(Stored items)
====
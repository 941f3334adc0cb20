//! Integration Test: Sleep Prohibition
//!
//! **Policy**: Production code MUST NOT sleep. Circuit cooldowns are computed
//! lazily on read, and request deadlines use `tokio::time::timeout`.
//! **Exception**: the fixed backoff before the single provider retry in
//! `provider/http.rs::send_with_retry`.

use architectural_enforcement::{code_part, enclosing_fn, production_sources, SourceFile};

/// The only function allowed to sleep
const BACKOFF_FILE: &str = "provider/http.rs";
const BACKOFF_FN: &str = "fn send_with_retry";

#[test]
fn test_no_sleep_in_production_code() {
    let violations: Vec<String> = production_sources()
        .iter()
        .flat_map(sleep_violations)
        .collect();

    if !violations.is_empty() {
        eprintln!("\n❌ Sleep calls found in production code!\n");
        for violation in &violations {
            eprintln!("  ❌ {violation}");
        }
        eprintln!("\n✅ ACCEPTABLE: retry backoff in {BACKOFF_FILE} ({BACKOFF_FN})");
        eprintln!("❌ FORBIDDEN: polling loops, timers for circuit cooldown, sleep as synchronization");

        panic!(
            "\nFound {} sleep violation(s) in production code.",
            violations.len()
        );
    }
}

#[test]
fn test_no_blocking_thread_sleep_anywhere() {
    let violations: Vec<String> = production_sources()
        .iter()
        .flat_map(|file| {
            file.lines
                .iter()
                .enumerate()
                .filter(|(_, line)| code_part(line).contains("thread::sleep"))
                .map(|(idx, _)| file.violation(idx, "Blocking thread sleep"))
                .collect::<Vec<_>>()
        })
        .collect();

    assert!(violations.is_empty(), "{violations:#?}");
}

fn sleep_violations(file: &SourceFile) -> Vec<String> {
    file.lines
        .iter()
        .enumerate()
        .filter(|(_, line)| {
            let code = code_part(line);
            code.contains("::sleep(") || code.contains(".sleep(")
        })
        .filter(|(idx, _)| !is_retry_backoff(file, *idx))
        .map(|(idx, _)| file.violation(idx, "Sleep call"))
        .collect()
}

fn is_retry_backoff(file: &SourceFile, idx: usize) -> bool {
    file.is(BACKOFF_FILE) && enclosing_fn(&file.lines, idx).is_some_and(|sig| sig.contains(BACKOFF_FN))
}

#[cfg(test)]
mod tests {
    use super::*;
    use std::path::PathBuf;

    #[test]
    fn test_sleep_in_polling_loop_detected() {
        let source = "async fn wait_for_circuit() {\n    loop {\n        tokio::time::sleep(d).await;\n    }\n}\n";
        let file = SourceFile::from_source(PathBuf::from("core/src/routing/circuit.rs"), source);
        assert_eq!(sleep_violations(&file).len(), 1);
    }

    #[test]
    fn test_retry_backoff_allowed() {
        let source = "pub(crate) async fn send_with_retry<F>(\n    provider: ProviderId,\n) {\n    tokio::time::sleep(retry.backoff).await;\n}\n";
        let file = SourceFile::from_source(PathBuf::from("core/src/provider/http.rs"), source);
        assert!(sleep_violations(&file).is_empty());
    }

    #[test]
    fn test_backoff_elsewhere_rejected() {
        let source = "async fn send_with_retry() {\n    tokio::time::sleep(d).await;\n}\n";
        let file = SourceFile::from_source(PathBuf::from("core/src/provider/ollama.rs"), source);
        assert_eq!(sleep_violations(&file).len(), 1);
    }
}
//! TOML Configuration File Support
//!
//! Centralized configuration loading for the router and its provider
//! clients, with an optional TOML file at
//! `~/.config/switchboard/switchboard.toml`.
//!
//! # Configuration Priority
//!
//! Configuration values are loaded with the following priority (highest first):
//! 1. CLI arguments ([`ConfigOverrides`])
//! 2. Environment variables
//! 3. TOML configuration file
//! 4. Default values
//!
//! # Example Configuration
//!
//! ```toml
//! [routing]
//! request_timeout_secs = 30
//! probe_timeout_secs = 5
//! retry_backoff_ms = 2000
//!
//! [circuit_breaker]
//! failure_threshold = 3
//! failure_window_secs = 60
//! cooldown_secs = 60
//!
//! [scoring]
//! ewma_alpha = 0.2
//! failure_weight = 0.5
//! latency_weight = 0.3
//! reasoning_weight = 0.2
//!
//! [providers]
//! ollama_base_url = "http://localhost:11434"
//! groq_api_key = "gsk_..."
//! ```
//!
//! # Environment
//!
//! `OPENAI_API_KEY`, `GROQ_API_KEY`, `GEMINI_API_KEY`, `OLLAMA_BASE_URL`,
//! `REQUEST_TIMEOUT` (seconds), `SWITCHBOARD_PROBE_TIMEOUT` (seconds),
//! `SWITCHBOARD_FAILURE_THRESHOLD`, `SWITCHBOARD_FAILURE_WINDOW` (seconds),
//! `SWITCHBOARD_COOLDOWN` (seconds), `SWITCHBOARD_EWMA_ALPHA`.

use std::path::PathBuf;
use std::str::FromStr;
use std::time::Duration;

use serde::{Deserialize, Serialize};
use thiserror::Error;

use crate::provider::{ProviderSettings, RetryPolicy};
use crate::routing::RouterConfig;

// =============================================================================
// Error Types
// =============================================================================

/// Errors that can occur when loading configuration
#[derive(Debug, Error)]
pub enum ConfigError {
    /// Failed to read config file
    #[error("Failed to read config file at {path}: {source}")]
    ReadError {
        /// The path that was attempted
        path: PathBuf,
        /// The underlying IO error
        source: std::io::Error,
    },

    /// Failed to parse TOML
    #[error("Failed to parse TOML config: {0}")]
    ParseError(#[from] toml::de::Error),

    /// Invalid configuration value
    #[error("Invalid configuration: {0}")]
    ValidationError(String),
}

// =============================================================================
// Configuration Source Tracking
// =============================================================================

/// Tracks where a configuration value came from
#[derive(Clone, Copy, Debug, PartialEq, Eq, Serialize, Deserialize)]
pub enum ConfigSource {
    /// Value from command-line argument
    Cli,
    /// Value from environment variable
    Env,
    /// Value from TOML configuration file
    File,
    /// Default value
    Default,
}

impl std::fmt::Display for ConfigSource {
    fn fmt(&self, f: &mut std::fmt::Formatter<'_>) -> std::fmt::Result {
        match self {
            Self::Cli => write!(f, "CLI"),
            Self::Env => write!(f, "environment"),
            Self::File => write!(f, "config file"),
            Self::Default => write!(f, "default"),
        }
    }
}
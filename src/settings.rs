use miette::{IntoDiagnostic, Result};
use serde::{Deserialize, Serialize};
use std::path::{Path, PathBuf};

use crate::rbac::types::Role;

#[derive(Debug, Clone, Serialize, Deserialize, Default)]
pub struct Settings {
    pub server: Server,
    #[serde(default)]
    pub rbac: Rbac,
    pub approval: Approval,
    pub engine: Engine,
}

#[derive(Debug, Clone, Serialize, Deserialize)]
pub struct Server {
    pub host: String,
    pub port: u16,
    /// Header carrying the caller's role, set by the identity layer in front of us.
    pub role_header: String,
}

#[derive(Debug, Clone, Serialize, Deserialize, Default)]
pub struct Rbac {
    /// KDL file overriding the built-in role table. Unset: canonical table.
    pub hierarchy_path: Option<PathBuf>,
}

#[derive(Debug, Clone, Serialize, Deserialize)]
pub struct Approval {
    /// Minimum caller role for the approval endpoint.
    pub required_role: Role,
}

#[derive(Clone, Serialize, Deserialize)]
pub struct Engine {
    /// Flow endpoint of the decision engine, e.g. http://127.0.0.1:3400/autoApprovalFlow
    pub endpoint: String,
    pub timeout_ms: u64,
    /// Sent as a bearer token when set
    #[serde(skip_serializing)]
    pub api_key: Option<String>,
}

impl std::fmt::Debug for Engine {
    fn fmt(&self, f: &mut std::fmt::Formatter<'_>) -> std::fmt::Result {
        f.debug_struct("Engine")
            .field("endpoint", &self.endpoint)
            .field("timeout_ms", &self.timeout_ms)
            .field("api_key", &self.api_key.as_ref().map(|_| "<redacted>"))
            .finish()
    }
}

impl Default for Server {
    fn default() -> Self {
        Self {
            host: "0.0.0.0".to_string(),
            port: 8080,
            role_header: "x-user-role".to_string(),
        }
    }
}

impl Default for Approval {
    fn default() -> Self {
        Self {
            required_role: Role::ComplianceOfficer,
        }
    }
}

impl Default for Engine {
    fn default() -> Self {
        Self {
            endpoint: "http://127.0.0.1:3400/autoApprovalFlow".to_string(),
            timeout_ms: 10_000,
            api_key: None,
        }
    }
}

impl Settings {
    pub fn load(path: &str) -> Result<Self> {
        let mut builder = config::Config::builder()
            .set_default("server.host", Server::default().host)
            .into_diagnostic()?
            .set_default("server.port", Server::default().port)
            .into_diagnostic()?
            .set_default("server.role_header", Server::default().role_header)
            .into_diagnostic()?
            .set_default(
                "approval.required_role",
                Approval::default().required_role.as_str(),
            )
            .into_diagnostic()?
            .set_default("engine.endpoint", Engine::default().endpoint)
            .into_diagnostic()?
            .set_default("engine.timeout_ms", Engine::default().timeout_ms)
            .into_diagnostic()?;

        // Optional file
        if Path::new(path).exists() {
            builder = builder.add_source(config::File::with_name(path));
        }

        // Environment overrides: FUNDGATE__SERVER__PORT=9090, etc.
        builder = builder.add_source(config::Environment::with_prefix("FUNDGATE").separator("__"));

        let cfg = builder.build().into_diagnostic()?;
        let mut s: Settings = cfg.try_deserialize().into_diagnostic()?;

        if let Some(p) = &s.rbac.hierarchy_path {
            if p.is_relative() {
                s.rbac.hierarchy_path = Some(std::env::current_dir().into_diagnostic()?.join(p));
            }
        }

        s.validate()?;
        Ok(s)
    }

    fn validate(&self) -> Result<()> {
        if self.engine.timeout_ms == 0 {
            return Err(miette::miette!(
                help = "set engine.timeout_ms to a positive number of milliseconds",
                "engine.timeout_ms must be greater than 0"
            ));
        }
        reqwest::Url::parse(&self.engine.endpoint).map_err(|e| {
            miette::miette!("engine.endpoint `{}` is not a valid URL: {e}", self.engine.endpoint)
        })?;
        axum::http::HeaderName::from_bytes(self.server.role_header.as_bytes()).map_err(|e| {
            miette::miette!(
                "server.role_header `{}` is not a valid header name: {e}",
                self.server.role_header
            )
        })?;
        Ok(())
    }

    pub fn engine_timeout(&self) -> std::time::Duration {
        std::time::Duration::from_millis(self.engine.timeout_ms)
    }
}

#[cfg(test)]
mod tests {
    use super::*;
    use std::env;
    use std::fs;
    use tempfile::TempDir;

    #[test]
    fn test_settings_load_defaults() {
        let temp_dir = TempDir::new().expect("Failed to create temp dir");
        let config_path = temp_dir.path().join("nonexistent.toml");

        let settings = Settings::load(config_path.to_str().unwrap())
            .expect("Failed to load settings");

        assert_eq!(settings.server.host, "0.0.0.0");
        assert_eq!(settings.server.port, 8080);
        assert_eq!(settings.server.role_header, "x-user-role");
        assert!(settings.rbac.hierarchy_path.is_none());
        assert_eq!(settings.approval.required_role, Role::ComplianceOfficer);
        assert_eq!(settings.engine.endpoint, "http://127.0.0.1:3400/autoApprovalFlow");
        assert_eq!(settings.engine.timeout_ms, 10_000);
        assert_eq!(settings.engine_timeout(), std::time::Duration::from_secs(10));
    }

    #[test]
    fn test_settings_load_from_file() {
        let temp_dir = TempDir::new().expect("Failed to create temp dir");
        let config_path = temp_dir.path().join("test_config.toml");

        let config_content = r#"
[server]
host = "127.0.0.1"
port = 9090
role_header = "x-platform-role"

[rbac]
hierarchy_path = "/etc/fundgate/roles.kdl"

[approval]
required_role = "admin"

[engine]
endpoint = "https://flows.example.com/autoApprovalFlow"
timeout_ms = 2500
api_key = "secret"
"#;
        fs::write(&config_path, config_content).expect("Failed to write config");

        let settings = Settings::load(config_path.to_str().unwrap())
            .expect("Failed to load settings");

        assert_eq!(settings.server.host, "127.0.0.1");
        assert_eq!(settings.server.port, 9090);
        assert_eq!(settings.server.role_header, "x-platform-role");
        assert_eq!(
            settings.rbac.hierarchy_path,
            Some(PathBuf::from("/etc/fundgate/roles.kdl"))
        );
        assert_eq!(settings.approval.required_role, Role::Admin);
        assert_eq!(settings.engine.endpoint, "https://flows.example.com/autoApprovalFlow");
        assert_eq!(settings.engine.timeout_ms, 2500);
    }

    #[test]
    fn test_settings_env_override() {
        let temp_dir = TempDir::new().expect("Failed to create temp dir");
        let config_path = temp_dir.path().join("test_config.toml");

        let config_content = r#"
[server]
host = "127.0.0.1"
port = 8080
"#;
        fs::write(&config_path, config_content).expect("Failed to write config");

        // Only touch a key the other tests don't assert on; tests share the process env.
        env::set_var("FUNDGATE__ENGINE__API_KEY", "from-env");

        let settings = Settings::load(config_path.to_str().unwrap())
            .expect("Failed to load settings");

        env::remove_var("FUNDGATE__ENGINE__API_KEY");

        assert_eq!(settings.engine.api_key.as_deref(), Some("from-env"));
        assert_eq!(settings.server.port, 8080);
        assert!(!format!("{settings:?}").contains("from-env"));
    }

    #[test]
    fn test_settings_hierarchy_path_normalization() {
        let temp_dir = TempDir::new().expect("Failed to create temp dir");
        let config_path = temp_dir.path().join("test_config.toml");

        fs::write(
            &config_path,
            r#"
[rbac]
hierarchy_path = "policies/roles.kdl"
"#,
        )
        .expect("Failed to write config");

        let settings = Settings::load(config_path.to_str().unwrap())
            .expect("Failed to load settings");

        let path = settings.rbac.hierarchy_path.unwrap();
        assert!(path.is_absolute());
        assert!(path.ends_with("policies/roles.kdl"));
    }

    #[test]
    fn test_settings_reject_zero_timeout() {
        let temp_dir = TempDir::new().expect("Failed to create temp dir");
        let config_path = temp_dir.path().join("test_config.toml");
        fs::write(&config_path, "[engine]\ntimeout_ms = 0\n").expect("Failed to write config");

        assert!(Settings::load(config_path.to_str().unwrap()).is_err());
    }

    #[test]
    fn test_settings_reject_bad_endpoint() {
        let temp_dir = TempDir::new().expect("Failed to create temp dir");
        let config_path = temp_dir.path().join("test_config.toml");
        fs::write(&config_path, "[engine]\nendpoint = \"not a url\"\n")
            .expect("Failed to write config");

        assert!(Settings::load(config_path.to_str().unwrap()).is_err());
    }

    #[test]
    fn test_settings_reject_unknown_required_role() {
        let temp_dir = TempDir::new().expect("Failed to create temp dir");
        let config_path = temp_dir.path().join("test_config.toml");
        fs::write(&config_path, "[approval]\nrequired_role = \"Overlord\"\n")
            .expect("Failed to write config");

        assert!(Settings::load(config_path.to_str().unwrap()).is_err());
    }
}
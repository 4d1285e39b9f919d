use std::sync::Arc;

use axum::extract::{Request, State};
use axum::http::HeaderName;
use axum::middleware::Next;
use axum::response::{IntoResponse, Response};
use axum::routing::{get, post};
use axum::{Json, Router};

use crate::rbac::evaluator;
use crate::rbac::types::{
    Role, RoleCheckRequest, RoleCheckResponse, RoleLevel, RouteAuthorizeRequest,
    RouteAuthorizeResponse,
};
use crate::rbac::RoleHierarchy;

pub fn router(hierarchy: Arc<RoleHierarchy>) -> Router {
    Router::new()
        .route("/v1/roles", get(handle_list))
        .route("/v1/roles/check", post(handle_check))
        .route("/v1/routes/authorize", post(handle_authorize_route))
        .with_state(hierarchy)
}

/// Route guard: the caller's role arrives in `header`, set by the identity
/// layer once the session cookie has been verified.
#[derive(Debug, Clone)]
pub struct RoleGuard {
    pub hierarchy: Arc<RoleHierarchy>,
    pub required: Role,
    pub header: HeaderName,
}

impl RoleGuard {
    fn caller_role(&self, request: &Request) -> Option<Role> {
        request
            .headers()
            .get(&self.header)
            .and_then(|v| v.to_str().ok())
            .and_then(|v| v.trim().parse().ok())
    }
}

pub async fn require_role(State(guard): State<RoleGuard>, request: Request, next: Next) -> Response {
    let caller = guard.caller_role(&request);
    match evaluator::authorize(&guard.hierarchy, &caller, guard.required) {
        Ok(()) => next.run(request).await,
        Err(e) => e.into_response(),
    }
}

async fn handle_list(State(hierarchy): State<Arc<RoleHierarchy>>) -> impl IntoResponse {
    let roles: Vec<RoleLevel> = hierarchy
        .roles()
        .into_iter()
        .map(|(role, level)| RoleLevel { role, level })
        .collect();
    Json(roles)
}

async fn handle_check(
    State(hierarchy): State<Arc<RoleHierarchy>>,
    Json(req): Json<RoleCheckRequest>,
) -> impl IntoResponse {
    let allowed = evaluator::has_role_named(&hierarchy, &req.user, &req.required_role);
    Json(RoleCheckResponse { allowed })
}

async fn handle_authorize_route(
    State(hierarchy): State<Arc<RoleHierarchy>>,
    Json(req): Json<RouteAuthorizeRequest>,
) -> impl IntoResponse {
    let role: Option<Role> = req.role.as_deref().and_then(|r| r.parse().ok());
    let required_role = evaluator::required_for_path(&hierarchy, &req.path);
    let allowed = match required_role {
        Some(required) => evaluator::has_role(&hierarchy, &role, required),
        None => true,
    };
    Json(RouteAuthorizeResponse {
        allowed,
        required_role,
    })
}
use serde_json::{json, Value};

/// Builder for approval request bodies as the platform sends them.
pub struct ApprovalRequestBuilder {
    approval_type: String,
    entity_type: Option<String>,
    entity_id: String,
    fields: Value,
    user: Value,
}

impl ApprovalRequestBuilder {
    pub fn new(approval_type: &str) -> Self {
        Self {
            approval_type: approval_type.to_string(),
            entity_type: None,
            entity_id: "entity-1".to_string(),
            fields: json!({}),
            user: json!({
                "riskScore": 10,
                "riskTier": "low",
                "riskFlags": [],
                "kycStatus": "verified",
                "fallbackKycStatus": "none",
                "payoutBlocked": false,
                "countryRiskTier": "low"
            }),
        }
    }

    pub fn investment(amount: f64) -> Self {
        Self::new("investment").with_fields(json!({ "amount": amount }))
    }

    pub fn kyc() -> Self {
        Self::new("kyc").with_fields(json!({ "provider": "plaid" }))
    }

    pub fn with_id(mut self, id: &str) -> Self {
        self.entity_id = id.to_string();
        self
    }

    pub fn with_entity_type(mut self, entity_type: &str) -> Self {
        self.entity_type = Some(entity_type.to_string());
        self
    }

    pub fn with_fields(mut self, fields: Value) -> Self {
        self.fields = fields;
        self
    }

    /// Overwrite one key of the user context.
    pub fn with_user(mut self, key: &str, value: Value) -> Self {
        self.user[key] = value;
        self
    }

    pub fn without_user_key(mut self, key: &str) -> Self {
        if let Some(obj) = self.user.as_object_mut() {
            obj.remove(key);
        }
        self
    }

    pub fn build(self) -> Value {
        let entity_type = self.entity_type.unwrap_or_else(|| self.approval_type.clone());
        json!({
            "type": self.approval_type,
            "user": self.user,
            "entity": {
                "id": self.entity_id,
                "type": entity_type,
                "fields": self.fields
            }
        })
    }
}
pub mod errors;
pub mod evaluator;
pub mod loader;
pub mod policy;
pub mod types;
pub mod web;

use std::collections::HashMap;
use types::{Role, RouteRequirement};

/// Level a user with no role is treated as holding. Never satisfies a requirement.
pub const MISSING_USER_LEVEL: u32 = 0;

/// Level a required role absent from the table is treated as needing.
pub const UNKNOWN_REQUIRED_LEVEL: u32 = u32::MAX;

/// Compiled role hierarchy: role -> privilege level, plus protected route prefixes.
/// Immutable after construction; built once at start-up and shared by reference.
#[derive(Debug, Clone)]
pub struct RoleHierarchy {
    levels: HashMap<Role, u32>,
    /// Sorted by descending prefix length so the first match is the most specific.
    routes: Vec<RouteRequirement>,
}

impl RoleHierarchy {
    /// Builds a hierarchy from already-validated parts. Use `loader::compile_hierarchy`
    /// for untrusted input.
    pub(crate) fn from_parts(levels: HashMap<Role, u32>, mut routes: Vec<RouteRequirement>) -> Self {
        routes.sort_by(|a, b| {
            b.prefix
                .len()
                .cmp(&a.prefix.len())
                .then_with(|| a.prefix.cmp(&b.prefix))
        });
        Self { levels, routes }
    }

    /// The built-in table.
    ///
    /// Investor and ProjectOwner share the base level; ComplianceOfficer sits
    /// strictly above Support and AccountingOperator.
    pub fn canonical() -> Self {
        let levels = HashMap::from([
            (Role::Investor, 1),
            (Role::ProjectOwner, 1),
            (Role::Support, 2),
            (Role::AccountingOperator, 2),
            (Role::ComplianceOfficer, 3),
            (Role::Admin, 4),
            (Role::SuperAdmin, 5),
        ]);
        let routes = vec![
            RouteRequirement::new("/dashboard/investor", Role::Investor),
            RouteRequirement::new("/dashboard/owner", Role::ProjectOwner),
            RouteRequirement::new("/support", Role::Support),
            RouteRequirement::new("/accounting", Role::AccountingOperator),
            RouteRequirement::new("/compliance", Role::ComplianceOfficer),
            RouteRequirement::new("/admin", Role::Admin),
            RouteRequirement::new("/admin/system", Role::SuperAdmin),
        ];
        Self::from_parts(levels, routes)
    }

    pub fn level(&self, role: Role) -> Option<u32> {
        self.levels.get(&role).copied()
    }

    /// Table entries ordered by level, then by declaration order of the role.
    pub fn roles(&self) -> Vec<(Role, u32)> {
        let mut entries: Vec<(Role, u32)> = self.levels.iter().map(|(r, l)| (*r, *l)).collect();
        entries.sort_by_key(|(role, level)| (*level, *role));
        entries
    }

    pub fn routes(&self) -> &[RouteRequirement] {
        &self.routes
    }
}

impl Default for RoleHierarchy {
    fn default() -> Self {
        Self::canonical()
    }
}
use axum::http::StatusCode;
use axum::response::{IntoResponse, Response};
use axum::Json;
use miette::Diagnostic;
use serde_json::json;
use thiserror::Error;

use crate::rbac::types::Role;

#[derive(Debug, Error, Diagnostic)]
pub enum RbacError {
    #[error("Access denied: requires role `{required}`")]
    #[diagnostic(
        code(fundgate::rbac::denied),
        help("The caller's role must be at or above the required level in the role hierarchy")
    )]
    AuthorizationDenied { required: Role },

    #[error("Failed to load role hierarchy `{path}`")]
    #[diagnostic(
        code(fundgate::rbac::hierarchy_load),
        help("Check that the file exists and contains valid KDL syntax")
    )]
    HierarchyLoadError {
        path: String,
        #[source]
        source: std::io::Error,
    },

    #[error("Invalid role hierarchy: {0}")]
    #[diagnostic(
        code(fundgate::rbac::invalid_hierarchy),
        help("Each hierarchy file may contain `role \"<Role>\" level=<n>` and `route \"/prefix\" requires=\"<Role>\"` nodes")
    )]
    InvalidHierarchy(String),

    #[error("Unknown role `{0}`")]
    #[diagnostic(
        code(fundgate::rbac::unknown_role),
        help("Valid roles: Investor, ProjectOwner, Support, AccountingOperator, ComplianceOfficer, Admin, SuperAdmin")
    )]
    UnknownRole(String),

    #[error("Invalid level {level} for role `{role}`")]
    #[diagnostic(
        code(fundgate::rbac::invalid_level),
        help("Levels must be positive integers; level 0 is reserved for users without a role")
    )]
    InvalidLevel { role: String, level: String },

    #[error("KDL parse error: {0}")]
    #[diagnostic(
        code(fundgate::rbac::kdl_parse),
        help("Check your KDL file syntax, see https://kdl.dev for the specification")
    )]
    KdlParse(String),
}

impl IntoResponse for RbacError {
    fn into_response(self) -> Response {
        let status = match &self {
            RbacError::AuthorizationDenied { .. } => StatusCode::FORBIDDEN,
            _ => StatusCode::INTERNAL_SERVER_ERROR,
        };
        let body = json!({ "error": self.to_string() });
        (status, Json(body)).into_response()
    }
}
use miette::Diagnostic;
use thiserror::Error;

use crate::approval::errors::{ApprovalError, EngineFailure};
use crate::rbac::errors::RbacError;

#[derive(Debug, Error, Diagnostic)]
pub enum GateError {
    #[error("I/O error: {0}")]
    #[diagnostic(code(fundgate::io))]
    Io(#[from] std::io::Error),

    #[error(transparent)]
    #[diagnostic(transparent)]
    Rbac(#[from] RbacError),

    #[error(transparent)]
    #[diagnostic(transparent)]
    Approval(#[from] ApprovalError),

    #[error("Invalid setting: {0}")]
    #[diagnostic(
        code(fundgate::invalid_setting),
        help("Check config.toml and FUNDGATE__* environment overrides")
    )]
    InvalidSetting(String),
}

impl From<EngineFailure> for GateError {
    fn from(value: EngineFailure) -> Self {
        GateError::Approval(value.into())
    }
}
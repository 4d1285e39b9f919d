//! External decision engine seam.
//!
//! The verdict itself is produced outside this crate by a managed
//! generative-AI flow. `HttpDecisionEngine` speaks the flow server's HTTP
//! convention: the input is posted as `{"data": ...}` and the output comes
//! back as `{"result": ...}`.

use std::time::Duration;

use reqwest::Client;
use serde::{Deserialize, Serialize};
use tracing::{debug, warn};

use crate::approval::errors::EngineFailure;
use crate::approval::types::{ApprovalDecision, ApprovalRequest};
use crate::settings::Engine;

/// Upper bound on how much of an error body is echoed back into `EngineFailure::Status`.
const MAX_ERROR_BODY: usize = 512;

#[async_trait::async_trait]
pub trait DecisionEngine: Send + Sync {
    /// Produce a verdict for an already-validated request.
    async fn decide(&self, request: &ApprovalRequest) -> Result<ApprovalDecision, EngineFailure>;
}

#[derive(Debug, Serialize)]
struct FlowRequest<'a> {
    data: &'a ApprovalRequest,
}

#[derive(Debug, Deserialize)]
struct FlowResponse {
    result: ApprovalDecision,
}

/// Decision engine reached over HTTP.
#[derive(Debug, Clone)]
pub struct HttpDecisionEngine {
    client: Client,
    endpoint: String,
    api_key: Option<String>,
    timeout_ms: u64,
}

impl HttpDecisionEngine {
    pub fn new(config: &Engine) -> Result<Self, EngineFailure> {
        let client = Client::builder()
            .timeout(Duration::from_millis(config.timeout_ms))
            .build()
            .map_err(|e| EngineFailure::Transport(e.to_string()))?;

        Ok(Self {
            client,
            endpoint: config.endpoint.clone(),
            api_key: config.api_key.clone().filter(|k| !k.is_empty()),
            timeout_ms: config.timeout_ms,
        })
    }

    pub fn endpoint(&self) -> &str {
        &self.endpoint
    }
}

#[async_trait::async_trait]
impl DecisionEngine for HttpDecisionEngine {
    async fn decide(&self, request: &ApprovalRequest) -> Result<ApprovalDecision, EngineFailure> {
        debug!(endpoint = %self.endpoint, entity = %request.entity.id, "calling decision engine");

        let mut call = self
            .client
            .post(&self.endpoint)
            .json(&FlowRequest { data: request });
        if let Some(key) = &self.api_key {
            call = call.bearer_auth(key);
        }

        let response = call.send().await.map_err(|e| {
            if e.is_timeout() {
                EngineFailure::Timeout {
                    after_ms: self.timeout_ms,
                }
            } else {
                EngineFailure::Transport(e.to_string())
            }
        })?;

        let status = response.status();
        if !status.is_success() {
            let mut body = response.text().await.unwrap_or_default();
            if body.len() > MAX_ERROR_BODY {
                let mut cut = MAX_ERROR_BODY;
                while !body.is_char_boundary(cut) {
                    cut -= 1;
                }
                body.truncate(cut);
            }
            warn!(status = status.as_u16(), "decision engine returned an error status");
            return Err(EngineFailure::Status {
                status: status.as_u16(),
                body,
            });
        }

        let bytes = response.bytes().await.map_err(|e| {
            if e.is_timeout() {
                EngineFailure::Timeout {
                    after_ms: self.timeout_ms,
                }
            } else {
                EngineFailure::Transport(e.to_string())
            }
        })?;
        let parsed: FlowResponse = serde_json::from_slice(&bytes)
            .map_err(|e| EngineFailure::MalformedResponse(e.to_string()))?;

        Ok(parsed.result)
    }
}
====
** Problem to work on **
Could you transcribe the entries exactly, from the first line through the line containing "const BACKOFF_FILE: &str", and give nothing more?

** Output **
repository 941f3334adc0cb20
//! Integration Test: Sleep Prohibition
//!
//! **Policy**: Production code MUST NOT sleep. Circuit cooldowns are computed
//! lazily on read, and request deadlines use `tokio::time::timeout`.
//! **Exception**: the fixed backoff before the single provider retry in
//! `provider/http.rs::send_with_retry`.

use architectural_enforcement::{code_part, enclosing_fn, production_sources, SourceFile};

/// The only function allowed to sleep
const BACKOFF_FILE: &str = "provider/http.rs";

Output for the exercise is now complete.